I understand that glyphosate when diluted from concentrate should be used quickly (a day or two?). If left in concentrate form, it will last multiple seasons. And the pre-diluted RTU product will also last a long time. The skeptic in me says that this doesn't seem right. Why wouldn't diluted from concentrate last the same amount of time as the RTU product?

Some have hinted that diluted from concentrate loses potency over time. I've also heard stories that some water used in dilution can result in turning into a viscous fluid over time that would make it difficult to use or clog up sprayers. It's pretty easy to use distilled water if that would help.

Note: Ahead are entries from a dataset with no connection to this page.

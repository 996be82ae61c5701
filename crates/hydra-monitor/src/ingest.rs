//! Per-update ingestion handler: wires the filter pipeline to
//! persistence and to the outbound channel, serialized per-chat via a
//! mailbox lock.

use std::sync::Arc;

use chrono::Utc;
use hydra_channels::{Channel as _, ChannelManager, InboundMessage, MessageFormat, OutboundMessage};
use hydra_core::types::CachedMessage;
use hydra_filter::pipeline::{decide, IngestOutcome};
use tokio::sync::Mutex as AsyncMutex;
use tracing::{info, warn};

use crate::format::render_forward;
use crate::state::AppState;

/// Handle one inbound update end-to-end. Never returns an error: every
/// failure from this point on is logged and swallowed — a bad update must
/// never stop the ingest loop.
pub async fn handle_update(state: &AppState, channels: &ChannelManager, update: InboundMessage) {
    let mailbox: Arc<AsyncMutex<()>> = state
        .mailboxes
        .entry(update.chat_id.clone())
        .or_insert_with(|| Arc::new(AsyncMutex::new(())))
        .clone();
    let _guard = mailbox.lock().await;

    let channel = match state.db.get_channel(&update.chat_id) {
        Ok(c) => c,
        Err(e) => {
            warn!(chat_id = %update.chat_id, error = %e, "failed to look up channel, treating as unregistered");
            None
        }
    };
    let vip = match state.db.get_vip(&update.sender_id) {
        Ok(v) => v,
        Err(e) => {
            warn!(sender_id = %update.sender_id, error = %e, "failed to look up VIP status");
            None
        }
    };

    let decision = {
        let filter = state.filter.lock().unwrap();
        let mut processed = state.processed.lock().unwrap();
        let mut dedup = state.dedup.lock().unwrap();
        decide(&update, channel.as_ref(), vip.as_ref(), &filter, &mut processed, &mut dedup)
    };

    info!(
        chat_id = %update.chat_id,
        message_id = %update.message_id,
        outcome = ?decision.outcome,
        "ingest decision"
    );

    let target = match &decision.outcome {
        IngestOutcome::ForwardVip => state
            .config
            .monitor
            .vip_target_channel
            .clone()
            .or_else(|| state.config.monitor.target_channel.clone()),
        IngestOutcome::ForwardNormal => state.config.monitor.target_channel.clone(),
        IngestOutcome::Drop { reason } => {
            info!(chat_id = %update.chat_id, message_id = %update.message_id, reason, "dropped");
            None
        }
        IngestOutcome::CacheOnly => None,
    };

    if let Some(target) = target {
        let html = render_forward(&update, vip.as_ref());
        let outbound = OutboundMessage {
            channel: update.channel.clone(),
            recipient_id: target,
            content: html,
            format: MessageFormat::Html,
            link_preview: true,
        };
        if let Some(ch) = channels.get(&update.channel) {
            if let Err(e) = ch.send(&outbound).await {
                warn!(chat_id = %update.chat_id, error = %e, "forward send failed");
            }
        }
        if let Err(e) = state.db.record_history(&update.sender_id, &update.chat_id, "forwarded", Utc::now()) {
            warn!(error = %e, "failed to record forward history");
        }
    }

    if decision.should_cache {
        let cached = CachedMessage {
            channel_id: update.chat_id.as_str().into(),
            channel_name: update.chat_title.clone().unwrap_or_else(|| update.chat_id.clone()),
            sender: update.sender_name.clone().unwrap_or_else(|| update.sender_id.clone()),
            text: update.text.clone(),
            ts: Utc::now(),
        };
        if let Err(e) = state.db.insert_cached_message(&cached) {
            warn!(chat_id = %update.chat_id, error = %e, "failed to cache message");
        }
    }
}

#[cfg(test)]
mod tests {
    use super::*;
    use rusqlite::Connection;

    fn test_state() -> AppState {
        let config = hydra_core::config::HydraConfig::default();
        AppState::new(config, Connection::open_in_memory().unwrap(), Connection::open_in_memory().unwrap()).unwrap()
    }

    fn update(chat_id: &str, message_id: &str, text: &str) -> InboundMessage {
        InboundMessage {
            channel: "telegram".into(),
            chat_id: chat_id.into(),
            chat_title: Some("Market News".into()),
            chat_username: Some("market_news".into()),
            sender_id: "u1".into(),
            sender_name: Some("Trader".into()),
            sender_username: None,
            message_id: message_id.into(),
            text: text.into(),
            media: None,
            timestamp: "2026-07-28T08:00:00Z".into(),
            raw_payload: None,
        }
    }

    #[tokio::test]
    async fn forward_worthy_update_is_cached() {
        let state = test_state();
        let channels = ChannelManager::new();
        handle_update(&state, &channels, update("100", "1", "BTC breaks 100k resistance on spot volume surge today")).await;
        assert_eq!(state.db.cached_messages("100").unwrap().len(), 1);
    }

    #[tokio::test]
    async fn reentry_is_not_double_cached() {
        let state = test_state();
        let channels = ChannelManager::new();
        let u = update("100", "1", "BTC breaks 100k resistance on spot volume surge today");
        handle_update(&state, &channels, u.clone()).await;
        handle_update(&state, &channels, u).await;
        assert_eq!(state.db.cached_messages("100").unwrap().len(), 1);
    }
}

Does anybody have knowledge or experience with this?


----------



## greengrass (Sep 9, 2018)

It will start to gel up into clumps in the mix. I make a new batch each year that still works throughout the year.


----------



## Lawnbadix (10 mo ago)

RTU sprays include preservatives.

Distilled water might help against clumping.


----------



## Lawn Noob (Jul 26, 2020)

I've sprayed generic glyphosate that I had mixed for over a year. It does gel a bit, but it still sprayed and killed grass just fine enough.


----------



## vancwa (Oct 28, 2021)

Thanks everyone. I'm always mixing up smaller quantities to avoid diluted storage but it's a pain, so I really appreciate hearing about the ability to store for longer periods of time. I probably would use it up within a month or two anyway.


----------



## Monocot Master (Feb 28, 2021)

I posted a related thread a while back. Adding a bit of 3-way to my mix has eliminated the issue I was having. Also, I have not experienced any notable efficacy issues after long term storage of the final gly mix in my sprayer.

https://thelawnforum.com/viewtopic.php?f=2&t=31706&start=20


----------



## vancwa (Oct 28, 2021)

Monocot Master said:


> I posted a related thread a while back. Adding a bit of 3-way to my mix has eliminated the issue I was having. Also, I have not experienced any notable efficacy issues after long term storage of the final gly mix in my sprayer. https://thelawnforum.com/viewtopic.php?f=2&t=31706&start=20


Interesting. Thanks for the thread! Easy to mix in a tad of 3-way to the mix.


----------



## BobLovesGrass (Jun 13, 2020)

"Water" means different things across the country. Heck across the neighborhood.
PH and dissolved minerals changes a lot.


----------